I Get It--I'm Old


               On my last birthday I turned old. I know this because of several things. First, a few weeks
before my birthday I was helping my granddaughter Ellie practice for a spelling test. One of the
words was “old.” I went down the list, pronouncing each word and using it in a silly sentence, then having Ellie spell it. When I came to “old,” before I could come up with a silly sentence, Ellie very matter-of-factly said, “Like you, grandma.”
                Ellie is in the first grade. She thinks anyone over the age of 15 is old, so her words alone didn’t clue me in that my looming birthday would brand me as old.

Then on my actual birthday, my husband took me to see a movie. As we approached the box office, he looked at the price list and announced, “Look, as of today you qualify for the senior price!” Senior discounts are such a quandary.

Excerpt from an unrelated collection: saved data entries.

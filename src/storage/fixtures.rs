//! Bundled demo datasets.
//!
//! Each dataset is a JSON document embedded in the binary. Records use the
//! same shape as client payloads, plus an optional local `key` and
//! `id_prefix`. Display IDs are never stored in a dataset: the store issues
//! them when the dataset is loaded, and a link whose `target_id` names a key
//! is pointed at the record that key belongs to.

use std::{fmt, str::FromStr};

use serde::Deserialize;

use crate::domain::RequirementInput;

/// The demo datasets that ship with the crate.
#[derive(Debug, Clone, Copy, PartialEq, Eq, Hash)]
pub enum Dataset {
    /// An ice-cream shop, traced from business goals down to tests.
    IceCream,
    /// A battle station with no links between its requirements.
    DeathStar,
}

impl Dataset {
    /// Every bundled dataset.
    pub const ALL: &[Self] = &[Self::IceCream, Self::DeathStar];

    /// The canonical name of the dataset.
    #[must_use]
    pub const fn name(self) -> &'static str {
        match self {
            Self::IceCream => "ice-cream",
            Self::DeathStar => "death-star",
        }
    }

    const fn json(self) -> &'static str {
        match self {
            Self::IceCream => include_str!("fixtures/ice_cream.json"),
            Self::DeathStar => include_str!("fixtures/death_star.json"),
        }
    }

    /// Parses the embedded dataset.
    ///
    /// # Errors
    ///
    /// Returns an error if the embedded document is malformed.
    pub fn fixture(self) -> Result<Fixture, serde_json::Error> {
        serde_json::from_str(self.json())
    }
}

impl fmt::Display for Dataset {
    fn fmt(&self, f: &mut fmt::Formatter<'_>) -> fmt::Result {
        f.write_str(self.name())
    }
}

/// The name does not match any bundled dataset.
#[derive(Debug, Clone, PartialEq, Eq, thiserror::Error)]
#[error("unknown dataset '{0}': expected one of ice-cream, death-star")]
pub struct UnknownDatasetError(String);

impl FromStr for Dataset {
    type Err = UnknownDatasetError;

    fn from_str(s: &str) -> Result<Self, Self::Err> {
        match s.to_ascii_lowercase().as_str() {
            "ice-cream" | "ice_cream" | "icecream" => Ok(Self::IceCream),
            "death-star" | "death_star" | "deathstar" => Ok(Self::DeathStar),
            _ => Err(UnknownDatasetError(s.to_string())),
        }
    }
}

/// A set of records to load into a store.
#[derive(Debug, Clone, PartialEq, Eq, Deserialize)]
pub struct Fixture {
    id_prefix: String,
    records: Vec<FixtureRecord>,
}

impl Fixture {
    /// Creates a fixture whose records are issued display IDs under
    /// `id_prefix` unless they carry their own.
    #[must_use]
    pub fn new(id_prefix: impl Into<String>, records: Vec<FixtureRecord>) -> Self {
        Self {
            id_prefix: id_prefix.into(),
            records,
        }
    }

    /// The default prefix for issued display IDs.
    #[must_use]
    pub fn id_prefix(&self) -> &str {
        &self.id_prefix
    }

    /// The records, in load order.
    #[must_use]
    pub fn records(&self) -> &[FixtureRecord] {
        &self.records
    }

    /// Consumes the fixture, returning its records.
    #[must_use]
    pub fn into_records(self) -> Vec<FixtureRecord> {
        self.records
    }
}

/// One record of a [`Fixture`].
#[derive(Debug, Clone, PartialEq, Eq, Deserialize)]
pub struct FixtureRecord {
    #[serde(default)]
    key: Option<String>,
    #[serde(default)]
    id_prefix: Option<String>,
    #[serde(flatten)]
    input: RequirementInput,
}

impl FixtureRecord {
    /// Creates a record with no key, using the fixture's prefix.
    #[must_use]
    pub const fn new(input: RequirementInput) -> Self {
        Self {
            key: None,
            id_prefix: None,
            input,
        }
    }

    /// Names the record so that links elsewhere in the fixture can target it.
    #[must_use]
    pub fn with_key(mut self, key: impl Into<String>) -> Self {
        self.key = Some(key.into());
        self
    }

    /// Overrides the fixture's prefix for this record.
    #[must_use]
    pub fn with_id_prefix(mut self, id_prefix: impl Into<String>) -> Self {
        self.id_prefix = Some(id_prefix.into());
        self
    }

    /// The record's local key, if any.
    #[must_use]
    pub fn key(&self) -> Option<&str> {
        self.key.as_deref()
    }

    /// The record's own prefix, if any.
    #[must_use]
    pub fn id_prefix(&self) -> Option<&str> {
        self.id_prefix.as_deref()
    }

    /// The requirement payload.
    #[must_use]
    pub const fn input(&self) -> &RequirementInput {
        &self.input
    }

    /// Splits the record into its key, its prefix and its payload.
    #[must_use]
    pub fn into_parts(self) -> (Option<String>, Option<String>, RequirementInput) {
        (self.key, self.id_prefix, self.input)
    }
}
//! Traceability views derived from the links embedded in requirements.
//!
//! Nothing here is cached: edges are projected from the catalog at call time,
//! and a [`TraceabilityGraph`] is a snapshot built on demand.

use std::collections::{HashMap, HashSet};

use petgraph::{
    graph::{DiGraph, EdgeReference, NodeIndex},
    visit::EdgeRef,
    Direction,
};
use serde::Serialize;

use crate::domain::{Catalog, LinkType};

/// One row of the traceability matrix.
#[derive(Debug, Clone, PartialEq, Eq, Hash, Serialize)]
pub struct TraceEdge {
    /// Display ID of the requirement that owns the link.
    #[serde(rename = "source")]
    pub source_id: String,
    /// The asserted relationship.
    #[serde(rename = "type")]
    pub link_type: LinkType,
    /// Display ID the link points at. It may not exist.
    #[serde(rename = "target")]
    pub target_id: String,
}

impl TraceEdge {
    /// Creates an edge.
    pub fn new(
        source_id: impl Into<String>,
        link_type: LinkType,
        target_id: impl Into<String>,
    ) -> Self {
        Self {
            source_id: source_id.into(),
            link_type,
            target_id: target_id.into(),
        }
    }
}

/// Projects every link in the catalog as an edge.
///
/// Edges come in catalog order, then in each requirement's link order. There
/// is no deduplication and no check that targets exist.
pub fn edges(catalog: &Catalog) -> impl Iterator<Item = TraceEdge> + '_ {
    catalog.iter().flat_map(|requirement| {
        requirement.links().iter().map(move |link| {
            TraceEdge::new(
                requirement.display_id(),
                link.link_type,
                link.target_id.as_str(),
            )
        })
    })
}

/// A directed graph of requirements and their links.
///
/// Nodes are display IDs, including IDs that are only known as link targets.
/// Parallel edges and self-loops are kept as they appear in the data.
#[derive(Debug, Default)]
pub struct TraceabilityGraph {
    graph: DiGraph<String, LinkType>,
    nodes: HashMap<String, NodeIndex>,
    stored: HashSet<String>,
}

impl TraceabilityGraph {
    /// Builds the graph from the current contents of a catalog.
    #[must_use]
    pub fn from_catalog(catalog: &Catalog) -> Self {
        let mut graph = Self::default();
        for requirement in catalog.iter() {
            graph.stored.insert(requirement.display_id().to_string());
            graph.node(requirement.display_id());
        }
        for edge in edges(catalog) {
            let source = graph.node(&edge.source_id);
            let target = graph.node(&edge.target_id);
            graph.graph.add_edge(source, target, edge.link_type);
        }
        graph
    }

    fn node(&mut self, display_id: &str) -> NodeIndex {
        if let Some(&index) = self.nodes.get(display_id) {
            return index;
        }
        let index = self.graph.add_node(display_id.to_string());
        self.nodes.insert(display_id.to_string(), index);
        index
    }

    fn edge(&self, edge: EdgeReference<'_, LinkType>) -> TraceEdge {
        TraceEdge::new(
            self.graph[edge.source()].as_str(),
            *edge.weight(),
            self.graph[edge.target()].as_str(),
        )
    }

    fn directed(&self, display_id: &str, direction: Direction) -> Vec<TraceEdge> {
        let Some(&index) = self.nodes.get(display_id) else {
            return Vec::new();
        };
        let mut edges: Vec<_> = self.graph.edges_directed(index, direction).collect();
        edges.sort_by_key(EdgeRef::id);
        edges.into_iter().map(|edge| self.edge(edge)).collect()
    }

    /// Links owned by the given requirement, in link order.
    #[must_use]
    pub fn outgoing(&self, display_id: &str) -> Vec<TraceEdge> {
        self.directed(display_id, Direction::Outgoing)
    }

    /// Links from any requirement that point at the given display ID.
    #[must_use]
    pub fn incoming(&self, display_id: &str) -> Vec<TraceEdge> {
        self.directed(display_id, Direction::Incoming)
    }

    /// Links whose target is not a stored requirement.
    #[must_use]
    pub fn dangling(&self) -> Vec<TraceEdge> {
        self.graph
            .edge_references()
            .filter(|edge| !self.stored.contains(&self.graph[edge.target()]))
            .map(|edge| self.edge(edge))
            .collect()
    }

    /// The total number of links.
    #[must_use]
    pub fn edge_count(&self) -> usize {
        self.graph.edge_count()
    }
}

Who doesn’t like saving money, but having to admit you’re “a senior” in order to do so…hmmm.
                It didn’t bother me when I turned thirty or forty, and fifty barely phased me, but sixty—sixty was a different story. As one of my friends said, “There’s no sugar coating sixty.” Still, I didn’t
completely face the fact that I was old. I heard people around my age say things like, “Sixty doesn’t seem as old as it did a few years ago,” and I agreed. We baby boomers have dyed our hair, created phrases like, “Fifty is the new thirty,” and pretended we were much younger than the calendar would insist. And we wanted, no we expected, everyone to go along with us. After all, we are used to getting our way. We are used to being in charge. We are used to being a big enough force to sway the market. We are used to thinking we’re invincible.
Then along came the coronavirus.
             At first it was a little hard to get very worked up over news of a new virus in China. After all, as baby boomers we’ve lived through SARS, the bird flu, and the swine flu. We made it through Y2K, the end of the Mayan calendar, and a multitude of “end of the world” predictions, which seem to pop us at least once each decade. We survived a recession in the 1970s, a recession in the 1980s, a recession in the 1990s, and the great recession in the early 2000s. When you’ve been through that many crises, it’s easy to become skeptical and even a little jaded. 
              But then the coronavirus started doing something none of the other crises we’ve been through has done—it started targeting people specifically in our age group. It was this, seeing reports of people age 60 and older being in the “high risk” category, that made me truly come to the realization that indeed I am now officially old. My sister texted me a meme which said, “That moment when you’re worried about the elderly and realize that you ARE the elderly.” That pretty much sums it up.
                So my fellow baby boomers, here’s the deal: we may think 60, or even 70, isn’t as old as it used to seem, but we’re the only ones who think that. All the Gen Xers and Millennials and Gen Zers make jokes about us not being as tech savvy as they are. They laugh at us for using outdated lingo and not understanding their lingo. They snicker if we grunt when we stand up or can't remember why we walked into a room or have to use reading glasses to see the print on our arthritis medication bottle. They think we are old. And they are right.
                With coronavirus here, those same generations who laugh at us are now asking us to be careful. They advise us to stay home as much as possible, to social distance, and to take care of ourselves. They’ve even created special times at stores so we can shop in newly cleaned facilities when the risk of infection from the virus is most minimal. I think this means that despite all their jabs and teasing, they actually like us and would like to have us stick around for a while longer. So let’s see if we can oblige them. Let’s all wash our hands and settle ourselves comfortably in our homes. We are boomers. We are old. At least for now, let’s own it.